Start of Provided information

//! Clinical-user routes for patient records and their device/reading views.

use std::sync::Arc;

use axum::extract::{Path, State};
use axum::http::{HeaderMap, StatusCode};
use axum::Json;
use tracing::instrument;

use thermoband_domain::CreatePatientRequest;

use crate::auth::extract_user_id;
use crate::dto;
use crate::error::ApiError;
use crate::server::AppState;

/// POST /patients
#[instrument(name = "CreatePatient", skip(state, headers, request))]
pub async fn create_patient(
    State(state): State<Arc<AppState>>,
    headers: HeaderMap,
    Json(request): Json<dto::CreatePatientRequest>,
) -> Result<(StatusCode, Json<dto::PatientCreatedResponse>), ApiError> {
    let user_id = extract_user_id(&headers, state.auth.as_ref())?;

    let patient = state
        .patients
        .create_patient(CreatePatientRequest {
            user_id,
            name: request.name,
            age: request.age,
        })
        .await?;

    Ok((
        StatusCode::CREATED,
        Json(dto::PatientCreatedResponse {
            message: "Patient added".to_string(),
            patient: patient.into(),
        }),
    ))
}

/// GET /patients
#[instrument(name = "ListPatients", skip(state, headers))]
pub async fn list_patients(
    State(state): State<Arc<AppState>>,
    headers: HeaderMap,
) -> Result<Json<Vec<dto::PatientDto>>, ApiError> {
    let user_id = extract_user_id(&headers, state.auth.as_ref())?;

    let patients = state.patients.list_patients(&user_id).await?;

    Ok(Json(patients.into_iter().map(Into::into).collect()))
}

/// GET /patients/{patient_id}
#[instrument(name = "GetPatient", skip(state, headers), fields(patient_id = %patient_id))]
pub async fn get_patient(
    State(state): State<Arc<AppState>>,
    headers: HeaderMap,
    Path(patient_id): Path<String>,
) -> Result<Json<dto::PatientDto>, ApiError> {
    let user_id = extract_user_id(&headers, state.auth.as_ref())?;

    let patient = state.patients.get_patient(&user_id, &patient_id).await?;

    Ok(Json(patient.into()))
}

/// DELETE /patients/{patient_id}
#[instrument(name = "DeletePatient", skip(state, headers), fields(patient_id = %patient_id))]
pub async fn delete_patient(
    State(state): State<Arc<AppState>>,
    headers: HeaderMap,
    Path(patient_id): Path<String>,
) -> Result<Json<dto::MessageResponse>, ApiError> {
    let user_id = extract_user_id(&headers, state.auth.as_ref())?;

    state.patients.delete_patient(&user_id, &patient_id).await?;

    Ok(Json(dto::MessageResponse {
        message: "Patient deleted".to_string(),
    }))
}

/// GET /patients/{patient_id}/readings
#[instrument(name = "PatientReadings", skip(state, headers), fields(patient_id = %patient_id))]
pub async fn patient_readings(
    State(state): State<Arc<AppState>>,
    headers: HeaderMap,
    Path(patient_id): Path<String>,
) -> Result<Json<Vec<dto::ReadingDto>>, ApiError> {
    let user_id = extract_user_id(&headers, state.auth.as_ref())?;

    let readings = state
        .patients
        .patient_readings(&user_id, &patient_id)
        .await?;

    Ok(Json(readings.into_iter().map(Into::into).collect()))
}

/// GET /patients/{patient_id}/device
#[instrument(name = "PatientDevice", skip(state, headers), fields(patient_id = %patient_id))]
pub async fn patient_device(
    State(state): State<Arc<AppState>>,
    headers: HeaderMap,
    Path(patient_id): Path<String>,
) -> Result<Json<dto::DeviceForPatientResponse>, ApiError> {
    let user_id = extract_user_id(&headers, state.auth.as_ref())?;

    let mac_address = state
        .bindings
        .device_for_patient(&user_id, &patient_id)
        .await?;

    Ok(Json(dto::DeviceForPatientResponse { mac_address }))
}
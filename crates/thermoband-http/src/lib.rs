pub mod auth;
pub mod binding_handler;
pub mod dto;
pub mod error;
pub mod patient_handler;
pub mod server;
pub mod telemetry_handler;

pub use auth::{AuthTokenProvider, JwtAuthTokenProvider, JwtConfig};
pub use error::ApiError;
pub use server::{create_router, serve, AppState};
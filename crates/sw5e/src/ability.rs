//! Abilities, ability scores, and score modifiers

use std::fmt;

use crate::error::{Result, Sw5eError};

// ═══════════════════════════════════════════════════════════════════
// Ability
// ═══════════════════════════════════════════════════════════════════

/// The six abilities every creature has.
#[derive(Debug, Clone, Copy, PartialEq, Eq, Hash)]
#[cfg_attr(feature = "serde", derive(serde::Serialize, serde::Deserialize))]
pub enum Ability {
    /// Physical power
    Strength,
    /// Agility and reflexes
    Dexterity,
    /// Endurance and vital force
    Constitution,
    /// Reasoning and memory
    Intelligence,
    /// Awareness and intuition
    Wisdom,
    /// Force of personality
    Charisma,
}

impl Ability {
    /// All six abilities, in the book's canonical order.
    pub const ALL: [Self; 6] = [
        Self::Strength,
        Self::Dexterity,
        Self::Constitution,
        Self::Intelligence,
        Self::Wisdom,
        Self::Charisma,
    ];

    /// The three-letter abbreviation used on character sheets.
    #[must_use]
    pub const fn abbreviation(self) -> &'static str {
        match self {
            Self::Strength => "STR",
            Self::Dexterity => "DEX",
            Self::Constitution => "CON",
            Self::Intelligence => "INT",
            Self::Wisdom => "WIS",
            Self::Charisma => "CHA",
        }
    }
}

impl fmt::Display for Ability {
    fn fmt(&self, f: &mut fmt::Formatter<'_>) -> fmt::Result {
        let name = match self {
            Self::Strength => "Strength",
            Self::Dexterity => "Dexterity",
            Self::Constitution => "Constitution",
            Self::Intelligence => "Intelligence",
            Self::Wisdom => "Wisdom",
            Self::Charisma => "Charisma",
        };
        write!(f, "{}", name)
    }
}

// ═══════════════════════════════════════════════════════════════════
// AbilityScore
// ═══════════════════════════════════════════════════════════════════

/// A single ability score, valid from 1 to 30.
#[derive(Debug, Clone, Copy, PartialEq, Eq, PartialOrd, Ord, Hash)]
#[cfg_attr(feature = "serde", derive(serde::Serialize, serde::Deserialize))]
#[cfg_attr(feature = "serde", serde(try_from = "u8", into = "u8"))]
pub struct AbilityScore(u8);

impl AbilityScore {
    /// The lowest legal score.
    pub const MIN: u8 = 1;

    /// The highest legal score.
    pub const MAX: u8 = 30;

    /// Creates a score, rejecting values outside 1..=30.
    ///
    /// # Examples
    ///
    /// ```
    /// use sw5e::AbilityScore;
    ///
    /// assert!(AbilityScore::new(14).is_ok());
    /// assert!(AbilityScore::new(0).is_err());
    /// assert!(AbilityScore::new(31).is_err());
    /// ```
    pub fn new(raw: u8) -> Result<Self> {
        if !(Self::MIN..=Self::MAX).contains(&raw) {
            return Err(Sw5eError::ScoreOutOfRange { got: raw });
        }
        Ok(Self(raw))
    }

    /// The raw score.
    #[must_use]
    pub const fn get(self) -> u8 {
        self.0
    }

    /// The modifier this score adds to rolls: `(score - 10) / 2`,
    /// rounded toward negative infinity.
    ///
    /// # Examples
    ///
    /// ```
    /// use sw5e::AbilityScore;
    ///
    /// assert_eq!(AbilityScore::new(1).unwrap().modifier(), -5);
    /// assert_eq!(AbilityScore::new(9).unwrap().modifier(), -1);
    /// assert_eq!(AbilityScore::new(10).unwrap().modifier(), 0);
    /// assert_eq!(AbilityScore::new(11).unwrap().modifier(), 0);
    /// assert_eq!(AbilityScore::new(20).unwrap().modifier(), 5);
    /// assert_eq!(AbilityScore::new(30).unwrap().modifier(), 10);
    /// ```
    #[must_use]
    pub const fn modifier(self) -> i8 {
        (self.0 as i8 - 10).div_euclid(2)
    }
}

impl Default for AbilityScore {
    fn default() -> Self {
        Self(10)
    }
}

impl TryFrom<u8> for AbilityScore {
    type Error = Sw5eError;

    fn try_from(raw: u8) -> Result<Self> {
        Self::new(raw)
    }
}

impl From<AbilityScore> for u8 {
    fn from(score: AbilityScore) -> Self {
        score.0
    }
}

impl fmt::Display for AbilityScore {
    fn fmt(&self, f: &mut fmt::Formatter<'_>) -> fmt::Result {
        write!(f, "{}", self.0)
    }
}

// ═══════════════════════════════════════════════════════════════════
// AbilityScores
// ═══════════════════════════════════════════════════════════════════

/// A full block of six ability scores.
///
/// `Default` gives the flat array of 10s a blank sheet starts with.
#[derive(Debug, Clone, Copy, PartialEq, Eq, Default)]
#[cfg_attr(feature = "serde", derive(serde::Serialize, serde::Deserialize))]
pub struct AbilityScores {
    /// Strength score
    pub strength: AbilityScore,
    /// Dexterity score
    pub dexterity: AbilityScore,
    /// Constitution score
    pub constitution: AbilityScore,
    /// Intelligence score
    pub intelligence: AbilityScore,
    /// Wisdom score
    pub wisdom: AbilityScore,
    /// Charisma score
    pub charisma: AbilityScore,
}

impl AbilityScores {
    /// Creates a block from six raw scores in canonical order, rejecting
    /// any that are out of range.
    pub fn new(strength: u8, dexterity: u8, constitution: u8, intelligence: u8, wisdom: u8, charisma: u8) -> Result<Self> {
        Ok(Self {
            strength: AbilityScore::new(strength)?,
            dexterity: AbilityScore::new(dexterity)?,
            constitution: AbilityScore::new(constitution)?,
            intelligence: AbilityScore::new(intelligence)?,
            wisdom: AbilityScore::new(wisdom)?,
            charisma: AbilityScore::new(charisma)?,
        })
    }

    /// The score for the given ability.
    #[must_use]
    pub const fn get(&self, ability: Ability) -> AbilityScore {
        match ability {
            Ability::Strength => self.strength,
            Ability::Dexterity => self.dexterity,
            Ability::Constitution => self.constitution,
            Ability::Intelligence => self.intelligence,
            Ability::Wisdom => self.wisdom,
            Ability::Charisma => self.charisma,
        }
    }

    /// The modifier for the given ability.
    #[must_use]
    pub const fn modifier(&self, ability: Ability) -> i8 {
        self.get(ability).modifier()
    }
}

End of Provided information

Directions for this task: Set down, from the entries above, exactly the lines from the one with "impl TryFrom<u8> for" up to and including the one with "impl fmt::Display for AbilityScore", and no other lines.

Written answer:
impl TryFrom<u8> for AbilityScore {
    type Error = Sw5eError;

    fn try_from(raw: u8) -> Result<Self> {
        Self::new(raw)
    }
}

impl From<AbilityScore> for u8 {
    fn from(score: AbilityScore) -> Self {
        score.0
    }
}

impl fmt::Display for AbilityScore {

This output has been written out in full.